Despite the vulgar, indecent pose the elegantly clad model was striking, brazenly lifting her skirts high to reveal her naughty, naked, lasciviously rosy-tinted lady parts, it was her face I sat and stared at. It was the face that had been carved away in the Ripper’s mad frenzy, and I knew, sitting there at my husband’s desk, that I was the very last person to look upon the now effaced and forgotten features of Mary Jane Kelly.
Was it my imagination? I reached across the desk for the silver-framed photograph my husband always kept of me and held the postcard up alongside it, trying to will my hand to stop shaking and the tears to stop pooling long enough for me to compare them. Her hair was gingery while mine was pure spun gold, my eyes were limpid violet-blue and hers a saucy, insouciant emerald, and hers was definitely the more voluptuous figure, but we might have been sisters raised in two different worlds. The same lively hint of mischief tweaked at both our smiling mouths, mine more refined, gentle, and sedate, while hers was entirely unrestrained, but it
was
there just the same.
“He might have left you be had it not been for me! God forgive me!” I laid the postcard facedown in the bottom of the candy box and piled my husband’s other souvenirs back on top of it. Last, I added the diary. It fit perfectly, as though it belonged, like a big, deep, dark chocolate heart at the center of it.
There was no turning back and retreating to blissful ignorance. I could no longer doubt and deny it, make up excuses, grasp at straws, and pretend. These grotesque souvenirs were the last nail in the coffin; all hope was dead. I now knew, beyond all doubt, that my husband was Jack the Ripper. This night he had taken me to Hell and shown me his very soul with my own, damned alongside it, shackled perpetually to it by guilt.

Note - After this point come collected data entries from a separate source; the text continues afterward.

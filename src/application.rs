//! Public loan application intake
use super::error::ValidationError;
use super::loan::{
    Applicant, BankDetails, CalendarDate, Loan, LoanStatus, LoanTerms, NextOfKin,
    RepaymentMethod, Spouse, TimeStamp,
};
use super::utils::non_blank;
use chrono::Utc;
use serde::{Deserialize, Deserializer};
use std::{fmt, str::FromStr};

/// Identity, contact and banking fields a deployment may mark as required.
#[derive(Debug, Clone, Copy, PartialEq, Eq)]
pub enum ApplicationField {
    FirstName,
    LastName,
    IdNumber,
    ContactNumber,
    PhysicalAddress,
    PostalAddress,
    KinName,
    KinRelationship,
    KinAddress,
    BankName,
    AccountNumber,
    Branch,
    LoanDate,
    PaymentDate,
}

/// Deployment constants applied to every submission.
#[derive(Debug, Clone, PartialEq)]
pub struct IntakePolicy {
    pub required_fields: Vec<ApplicationField>,
    pub required_terms: usize,
}

// Raw form payload. Numbers stay as text until validation, as they arrive from the form.
#[derive(Deserialize, Debug, Default, Clone, PartialEq)]
#[serde(rename_all = "camelCase", default)]
pub struct LoanApplication {
    first_name: Option<String>,
    last_name: Option<String>,
    id_number: Option<String>,
    contact_number: Option<String>,
    physical_address: Option<String>,
    postal_address: Option<String>,
    kin_name: Option<String>,
    kin_relationship: Option<String>,
    kin_address: Option<String>,
    #[serde(deserialize_with = "yes_or_bool")]
    married_in_community: bool,
    spouse_name: Option<String>,
    spouse_id_number: Option<String>,
    #[serde(deserialize_with = "number_or_text")]
    loan_amount: Option<String>,
    #[serde(deserialize_with = "number_or_text")]
    interest_rate: Option<String>,
    #[serde(deserialize_with = "number_or_text")]
    loan_period_months: Option<String>,
    loan_date: Option<String>,
    bank_name: Option<String>,
    account_number: Option<String>,
    branch: Option<String>,
    #[serde(alias = "repaymentMethod", deserialize_with = "list_or_csv")]
    repayment_methods: Vec<String>,
    payment_date: Option<String>,
    #[serde(deserialize_with = "list_or_csv")]
    terms_accepted: Vec<String>,
}

impl ApplicationField {
    pub const ALL: [ApplicationField; 14] = [
        ApplicationField::FirstName,
        ApplicationField::LastName,
        ApplicationField::IdNumber,
        ApplicationField::ContactNumber,
        ApplicationField::PhysicalAddress,
        ApplicationField::PostalAddress,
        ApplicationField::KinName,
        ApplicationField::KinRelationship,
        ApplicationField::KinAddress,
        ApplicationField::BankName,
        ApplicationField::AccountNumber,
        ApplicationField::Branch,
        ApplicationField::LoanDate,
        ApplicationField::PaymentDate,
    ];

    pub fn name(&self) -> &'static str {
        match self {
            ApplicationField::FirstName => "firstName",
            ApplicationField::LastName => "lastName",
            ApplicationField::IdNumber => "idNumber",
            ApplicationField::ContactNumber => "contactNumber",
            ApplicationField::PhysicalAddress => "physicalAddress",
            ApplicationField::PostalAddress => "postalAddress",
            ApplicationField::KinName => "kinName",
            ApplicationField::KinRelationship => "kinRelationship",
            ApplicationField::KinAddress => "kinAddress",
            ApplicationField::BankName => "bankName",
            ApplicationField::AccountNumber => "accountNumber",
            ApplicationField::Branch => "branch",
            ApplicationField::LoanDate => "loanDate",
            ApplicationField::PaymentDate => "paymentDate",
        }
    }

    fn value<'a>(&self, app: &'a LoanApplication) -> Option<&'a str> {
        let value = match self {
            ApplicationField::FirstName => &app.first_name,
            ApplicationField::LastName => &app.last_name,
            ApplicationField::IdNumber => &app.id_number,
            ApplicationField::ContactNumber => &app.contact_number,
            ApplicationField::PhysicalAddress => &app.physical_address,
            ApplicationField::PostalAddress => &app.postal_address,
            ApplicationField::KinName => &app.kin_name,
            ApplicationField::KinRelationship => &app.kin_relationship,
            ApplicationField::KinAddress => &app.kin_address,
            ApplicationField::BankName => &app.bank_name,
            ApplicationField::AccountNumber => &app.account_number,
            ApplicationField::Branch => &app.branch,
            ApplicationField::LoanDate => &app.loan_date,
            ApplicationField::PaymentDate => &app.payment_date,
        };
        value.as_deref().map(str::trim).filter(|v| !v.is_empty())
    }
}

impl fmt::Display for ApplicationField {
    fn fmt(&self, f: &mut fmt::Formatter<'_>) -> fmt::Result {
        f.write_str(self.name())
    }
}

impl FromStr for ApplicationField {
    type Err = ValidationError;

    fn from_str(s: &str) -> Result<Self, Self::Err> {
        ApplicationField::ALL
            .into_iter()
            .find(|field| field.name().eq_ignore_ascii_case(s.trim()))
            .ok_or_else(|| ValidationError::UnknownField(s.to_string()))
    }
}

impl Default for IntakePolicy {
    fn default() -> Self {
        Self {
            required_fields: vec![
                ApplicationField::FirstName,
                ApplicationField::LastName,
                ApplicationField::IdNumber,
                ApplicationField::ContactNumber,
            ],
            required_terms: 11,
        }
    }
}

impl LoanApplication {
    /// Construct an empty application, the basis for a submission
    pub fn new() -> Self {
        Self::default()
    }
    pub fn set_applicant(mut self, first_name: &str, last_name: &str) -> Self {
        self.first_name = Some(first_name.to_string());
        self.last_name = Some(last_name.to_string());
        self
    }
    pub fn set_id_number(mut self, id_number: &str) -> Self {
        self.id_number = Some(id_number.to_string());
        self
    }
    pub fn set_contact_number(mut self, contact_number: &str) -> Self {
        self.contact_number = Some(contact_number.to_string());
        self
    }
    pub fn set_addresses(mut self, physical: &str, postal: &str) -> Self {
        self.physical_address = Some(physical.to_string());
        self.postal_address = Some(postal.to_string());
        self
    }
    pub fn set_next_of_kin(mut self, name: &str, relationship: &str, address: &str) -> Self {
        self.kin_name = Some(name.to_string());
        self.kin_relationship = Some(relationship.to_string());
        self.kin_address = Some(address.to_string());
        self
    }
    pub fn set_married_in_community(mut self, married: bool) -> Self {
        self.married_in_community = married;
        self
    }
    pub fn set_spouse(mut self, name: &str, id_number: &str) -> Self {
        self.spouse_name = Some(name.to_string());
        self.spouse_id_number = Some(id_number.to_string());
        self
    }
    pub fn set_loan_amount(mut self, amount: &str) -> Self {
        self.loan_amount = Some(amount.to_string());
        self
    }
    pub fn set_interest_rate(mut self, rate: &str) -> Self {
        self.interest_rate = Some(rate.to_string());
        self
    }
    pub fn set_loan_period_months(mut self, months: &str) -> Self {
        self.loan_period_months = Some(months.to_string());
        self
    }
    pub fn set_loan_date(mut self, date: &str) -> Self {
        self.loan_date = Some(date.to_string());
        self
    }
    pub fn set_bank(mut self, bank_name: &str, account_number: &str, branch: &str) -> Self {
        self.bank_name = Some(bank_name.to_string());
        self.account_number = Some(account_number.to_string());
        self.branch = Some(branch.to_string());
        self
    }
    pub fn add_repayment_method(mut self, method: &str) -> Self {
        self.repayment_methods.push(method.to_string());
        self
    }
    pub fn set_payment_date(mut self, date: &str) -> Self {
        self.payment_date = Some(date.to_string());
        self
    }
    pub fn accept_terms<I, T>(mut self, terms: I) -> Self
    where
        I: IntoIterator<Item = T>,
        T: Into<String>,
    {
        self.terms_accepted.extend(terms.into_iter().map(Into::into));
        self
    }

    // Checks fields against the policy, computes the total and returns a fresh pending loan
    pub fn validate_and_finalise(
        &self,
        policy: &IntakePolicy,
        loan_id: String,
        now: TimeStamp<Utc>,
    ) -> Result<Loan, ValidationError> {
        for field in &policy.required_fields {
            if field.value(self).is_none() {
                return Err(ValidationError::MissingField(field.name()));
            }
        }

        let loan_amount = parse_float("loanAmount", self.loan_amount.as_deref())?;
        if loan_amount <= 0.0 {
            return Err(ValidationError::OutOfRange {
                field: "loanAmount",
                value: loan_amount.to_string(),
            });
        }
        let interest_rate = parse_float("interestRate", self.interest_rate.as_deref())?;
        if interest_rate < 0.0 {
            return Err(ValidationError::OutOfRange {
                field: "interestRate",
                value: interest_rate.to_string(),
            });
        }
        let period_months = parse_months(self.loan_period_months.as_deref())?;

        let loan_date = parse_optional_date("loanDate", self.loan_date.as_deref())?;
        let payment_date = parse_optional_date("paymentDate", self.payment_date.as_deref())?;

        let mut repayment_methods = Vec::new();
        for raw in self.repayment_methods.iter().filter(|m| !m.trim().is_empty()) {
            let method: RepaymentMethod = raw.parse()?;
            if !repayment_methods.contains(&method) {
                repayment_methods.push(method);
            }
        }
        if repayment_methods.is_empty() {
            return Err(ValidationError::NoRepaymentMethod);
        }

        let mut terms_accepted: Vec<String> = Vec::new();
        for term in self.terms_accepted.iter().map(|t| t.trim()) {
            if !term.is_empty() && !terms_accepted.iter().any(|t| t == term) {
                terms_accepted.push(term.to_string());
            }
        }
        if terms_accepted.len() < policy.required_terms {
            return Err(ValidationError::TermsIncomplete {
                accepted: terms_accepted.len(),
                required: policy.required_terms,
            });
        }

        let spouse = if self.married_in_community {
            let name = non_blank(self.spouse_name.clone())
                .ok_or(ValidationError::MissingField("spouseName"))?;
            let id_number = non_blank(self.spouse_id_number.clone())
                .ok_or(ValidationError::MissingField("spouseIdNumber"))?;
            Some(Spouse { name, id_number })
        } else {
            None
        };

        Ok(Loan {
            loan_id,
            applicant: Applicant {
                first_name: non_blank(self.first_name.clone()),
                last_name: non_blank(self.last_name.clone()),
                id_number: non_blank(self.id_number.clone()),
                contact_number: non_blank(self.contact_number.clone()),
                physical_address: non_blank(self.physical_address.clone()),
                postal_address: non_blank(self.postal_address.clone()),
            },
            next_of_kin: NextOfKin {
                name: non_blank(self.kin_name.clone()),
                relationship: non_blank(self.kin_relationship.clone()),
                address: non_blank(self.kin_address.clone()),
            },
            spouse,
            terms: LoanTerms {
                loan_amount,
                interest_rate,
                total_amount: total_amount(loan_amount, interest_rate),
                period_months,
                loan_date,
            },
            bank: BankDetails {
                bank_name: non_blank(self.bank_name.clone()),
                account_number: non_blank(self.account_number.clone()),
                branch: non_blank(self.branch.clone()),
            },
            repayment_methods,
            payment_date,
            terms_accepted,
            status: LoanStatus::Pending,
            created_at: now.clone(),
            updated_at: now,
            review: None,
            disbursement: None,
        })
    }
}

/// Principal plus simple interest over the whole period, rate in percent.
pub fn total_amount(principal: f64, rate: f64) -> f64 {
    principal + principal * rate / 100.0
}

pub(crate) fn parse_float(field: &'static str, value: Option<&str>) -> Result<f64, ValidationError> {
    let raw = value
        .map(str::trim)
        .filter(|v| !v.is_empty())
        .ok_or(ValidationError::MissingField(field))?;

    match raw.parse::<f64>() {
        Ok(number) if number.is_finite() => Ok(number),
        _ => Err(ValidationError::InvalidNumber {
            field,
            value: raw.to_string(),
        }),
    }
}

fn parse_months(value: Option<&str>) -> Result<u32, ValidationError> {
    let field = "loanPeriodMonths";
    let raw = value
        .map(str::trim)
        .filter(|v| !v.is_empty())
        .ok_or(ValidationError::MissingField(field))?;

    let months = raw.parse::<u32>().map_err(|_| ValidationError::InvalidNumber {
        field,
        value: raw.to_string(),
    })?;
    if months == 0 {
        return Err(ValidationError::OutOfRange {
            field,
            value: raw.to_string(),
        });
    }
    Ok(months)
}

fn parse_optional_date(
    field: &'static str,
    value: Option<&str>,
) -> Result<Option<CalendarDate>, ValidationError> {
    match value.map(str::trim).filter(|v| !v.is_empty()) {
        Some(raw) => CalendarDate::parse(field, raw).map(Some),
        None => Ok(None),
    }
}

// the form posts "Yes"/"No", programmatic callers send booleans, null reads as "No"
fn yes_or_bool<'de, D: Deserializer<'de>>(deserializer: D) -> Result<bool, D::Error> {
    #[derive(Deserialize)]
    #[serde(untagged)]
    enum Flag {
        Bool(bool),
        Text(String),
    }

    Ok(match Option::<Flag>::deserialize(deserializer)? {
        Some(Flag::Bool(flag)) => flag,
        Some(Flag::Text(text)) => text.trim().eq_ignore_ascii_case("yes"),
        None => false,
    })
}

pub(crate) fn number_or_text<'de, D: Deserializer<'de>>(deserializer: D) -> Result<Option<String>, D::Error> {
    #[derive(Deserialize)]
    #[serde(untagged)]
    enum Raw {
        Number(serde_json::Number),
        Text(String),
    }

    Ok(Option::<Raw>::deserialize(deserializer)?.map(|raw| match raw {
        Raw::Number(number) => number.to_string(),
        Raw::Text(text) => text,
    }))
}

fn list_or_csv<'de, D: Deserializer<'de>>(deserializer: D) -> Result<Vec<String>, D::Error> {
    #[derive(Deserialize)]
    #[serde(untagged)]
    enum Raw {
        List(Vec<String>),
        Csv(String),
    }

    Ok(match Option::<Raw>::deserialize(deserializer)? {
        Some(Raw::List(items)) => items,
        // the form sends a JSON-encoded array as a string
        Some(Raw::Csv(text)) if text.trim_start().starts_with('[') => {
            serde_json::from_str(text.trim()).map_err(serde::de::Error::custom)?
        }
        Some(Raw::Csv(text)) => text.split(',').map(|item| item.trim().to_string()).collect(),
        None => Vec::new(),
    })
}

I caressed the band of gold on my left hand, which now seemed to me suddenly to have become a golden shackle. “Bound forever,” I whispered, “till death
and
ever after!”
I started to lock the candy box away, back in its drawer, but at the last moment I hesitated and took it with me instead, back to my room. I had some peculiar notion, an urgent, unexplainable compulsion to keep it safe, protect and preserve it; I had become the sole guardian of a terrible secret. I knew if Michael got his hands on it, it would be in the fire before I could even blink an eye. He wouldn’t hesitate to destroy the truth to maintain the fiction of the Maybricks’ outward respectability.
In my dressing room I kept a lovely little tapestried chest that I’d had since I was a girl in Germany; I called it “my treasure chest.” Inside were my postcard album and some odds and ends, postcards I had not yet pasted in, photographs, pretty or amusing pictures, advertisements, stories, poems, articles, recipes, and anecdotes and such that I’d clipped from various periodicals with the idea of someday creating a scrapbook, and stray buttons, ribbons, and trinkets. It had a deep tray that lifted out, made in such a way that one didn’t immediately realize it, so it had the effect of having a false, or secret, shallow bottom compartment. Into this I put the candy box, burying it under all the scraps of pretty fabric I’d been saving for years, intending to make a quilt someday.
Satisfied that the candy box was now safe, I took a few moments to compose myself, and then I went back to Jim, just as I had promised.
The night nurse didn’t argue and let me in; she was so wrapped up in the romance she was reading I think she would have let Satan himself in with scarcely a nod over those enthralling pages. She resumed her cozy seat by the fire and just let me and Jim be. At times I heard her murmuring what sounded like “kiss her, kiss her!” as though urging the hero on to loving action.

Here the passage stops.